I will be breeding both Vana and Lexi next year, but have not decided which stallion to breed either/both mares to (the grullo & white stallion is 14.3 hh, but I love grullos, and the smoky black and white is 15.3, which gives me the height). Both stallions have barrel points, and great personalities, so I think I will wait to see them in person, and discuss genetics with the breeder.


----------



## BlueSpark (Feb 22, 2012)

^ I'm sure you've noticed, but both the above stallions are significantly butt high, especially the white/black one.


----------



## Druydess (Jan 25, 2008)

As it stands now, and things are always subject to change, but I plan to breed Solei back to Obsidian Dream S, as their filly this year is a stunning example of this cross, and I certainly would like another..:wink:

La Legacy de Solei:



Obsidian Dream S:





The result of this cross:




I will also breed Dream to Khassie:



And last, but not least, Magic is proudly booked to Denise Gainey's fine boy- HG Esquire:





HG Esquire:

HG Esquire+ was awarded Sire of the Year from the American Warmblood Society. His get presented for approval had the highest average score for the year: 78.531%.


----------



## Falcor74 (May 28, 2013)

BlueSpark said:


> ^ I'm sure you've noticed, but both the above stallions are significantly butt high, especially the white/black one.


Yes, and he also comes from halter line breeding, hence his smaller legs, so I am kind of leaning towards the grullo right now. My girls are both bigger, so I still may get the size I want. I am looking for a well put together horse that can handle mountain trail rides with an adult on its back. 

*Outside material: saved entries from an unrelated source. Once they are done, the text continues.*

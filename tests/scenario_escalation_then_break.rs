mod support;

use std::sync::Arc;

use subcontrol::circuit_engine::CircuitEngineConfig;
use subcontrol::domain::{
    Event, EventChannel, EngineSettings, Job, JobStatus, OnBreakPolicy, SentenceSplitConfig, SeparationPolicy,
    SignalKind,
};
use subcontrol::events::EventBus;
use subcontrol::models::{HardwareProfile, ModelSupervisor, NoopLoader};
use subcontrol::persistence::{CheckpointStore, JobPaths};
use subcontrol::pipeline::{CancelToken, PauseGate, PipelineContext, PipelineRunner};

use support::{flat_segments, job_dir, CopySeparator, FakeTranscoder, PassthroughAligner, ScriptedRecognizer};

fn settings() -> EngineSettings {
    EngineSettings {
        model_id: "primary".into(),
        compute_precision: "fp16".into(),
        device: "cpu".into(),
        batch_size: 1,
        word_level_timestamps: false,
        separation_policy: SeparationPolicy::Off,
        on_break_policy: OnBreakPolicy::Continue,
        problem_segment_suffix: subcontrol::domain::default_problem_segment_suffix(),
    }
}

fn drain(mut rx: subcontrol::events::EventReceiver) -> Vec<Event> {
    let mut events = Vec::new();
    while let Ok(event) = rx.try_recv() {
        events.push(event);
    }
    events
}

/// Scenario 4 (spec.md §8): every segment comes back at very low confidence
/// with no noise tag, so each one escalates separation until the top tier is
/// exhausted and then falls through to recognizer retries. Once the
/// consecutive-low-confidence threshold (3) is hit the circuit breaker trips;
/// with `on_break=continue` the job still reaches `finished`.
#[test]
fn persistent_low_confidence_escalates_then_trips_the_breaker_and_still_finishes() {
    let root = tempfile::tempdir().unwrap();
    let jobs_dir = root.path().join("jobs");
    std::fs::create_dir_all(&jobs_dir).unwrap();

    let job_id = "job-escalate-1".to_string();
    let paths = JobPaths::new(job_dir(root.path(), &job_id));

    let checkpoints = Arc::new(CheckpointStore::new(jobs_dir));
    let events = Arc::new(EventBus::new());
    let job_channel = EventChannel::Job { job_id: job_id.clone() };
    let rx = events.subscribe(job_channel, serde_json::json!({}));
    let models = Arc::new(ModelSupervisor::new(HardwareProfile::NoGpu, Box::new(NoopLoader)));

    // Every call, for every segment, reports confidence 0.1: below the
    // upgrade threshold (0.4), so each segment walks none -> weak -> strong
    // -> fallback before the fallback recognizer is tried and force-accepted.
    let recognizer = Arc::new(ScriptedRecognizer::new(vec![0.1; 64]));

    let ctx = PipelineContext {
        checkpoints,
        events,
        models,
        hardware: HardwareProfile::NoGpu,
        paths: paths.clone(),
        transcoder: Arc::new(FakeTranscoder { segments: flat_segments(6, 1_000) }),
        primary_recognizer: recognizer.clone(),
        fallback_recognizer: recognizer,
        aligner: Arc::new(PassthroughAligner),
        separator: Arc::new(CopySeparator),
        circuit_config: CircuitEngineConfig::default(),
        sentence_config: SentenceSplitConfig::default(),
        cancel: CancelToken::new(),
        pause: PauseGate::new(),
    };

    let mut job = Job::new(job_id, "input.mp4".into(), settings(), 0);
    let runner = PipelineRunner::new(ctx);
    runner.run(&mut job).expect("job should still finish under on_break=continue");

    assert_eq!(job.status, JobStatus::Finished);

    let received = drain(rx);
    let saw_escalation = received.iter().any(|e| matches!(&e.kind, subcontrol::domain::EventKind::Signal { signal: SignalKind::ModelEscalated { .. }, .. }));
    let saw_break = received.iter().any(|e| matches!(&e.kind, subcontrol::domain::EventKind::Signal { signal: SignalKind::CircuitBreak { .. }, .. }));
    assert!(saw_escalation, "expected at least one model_escalated signal");
    assert!(saw_break, "expected a circuit_break signal once the threshold was hit");

    let srt = std::fs::read_to_string(paths.output_srt()).unwrap();
    assert!(
        srt.contains(&subcontrol::domain::default_problem_segment_suffix()),
        "expected the final subtitle to mark segments affected by the circuit break"
    );
}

And I may still find one I like better, but I have to either pick one close enough to me to drive to, or limit to only one breeding if I AI due to cost.


----------



## TexasBlaze (Oct 4, 2010)

Falcor74 said:


> Yes, and he also comes from halter line breeding, hence his smaller legs, so I am kind of leaning towards the grullo right now. My girls are both bigger, so I still may get the size I want. I am looking for a well put together horse that can handle mountain trail rides with an adult on its back.
> 
> And I may still find one I like better, but I have to either pick one close enough to me to drive to, or limit to only one breeding if I AI due to cost.


 Typically I would rather breed one top notch foal rather than two decent ones. It will be cheaper in the long run and one less soul to pay for, feed, and train.


----------



## Falcor74 (May 28, 2013)

I know there are quite a few other stallions out there that have better conformation than the two above, and I may need to start thinking "outside the box" and look at QH studs as well. I am not set and have not obligated myself to anything with the breeder yet. I am just concerned with AI since it incurs so much more cost than live coverage, but there are not a lot of options for stud service without driving 3+ hours with the mares one way.


----------



## TexasBlaze (Oct 4, 2010)

I understand! I went through the same thing! I searched and searched for a nice performance bred qh for my tb mare in prime cow horse country and finally just resigned to the fact that if I wanted to be competitive with my foal I needed to buckle down and put the cash into the a I breeding of my mare. But I'm proud to say my foaly will be a lot closer to what I wanted than if I had bred her to a cow horse.


----------



## sarahb87 (Sep 1, 2013)

_Posted via Mobile Device_


----------



## MyLittlePonies (Mar 15, 2011)

I'm still deciding what my plans are. I've got a liking to a young stallion right now.
_Posted via Mobile Device_


----------



## TexasBlaze (Oct 4, 2010)

which stallion?


----------



## MyLittlePonies (Mar 15, 2011)

I was looking at this guy. I've seen him in person and he moves just as good as he looks. He's more of an all around, but he does really good. His name is CHUTE IM GOOD by You Bet IM Good. His dam is nice looking. Pedigree below.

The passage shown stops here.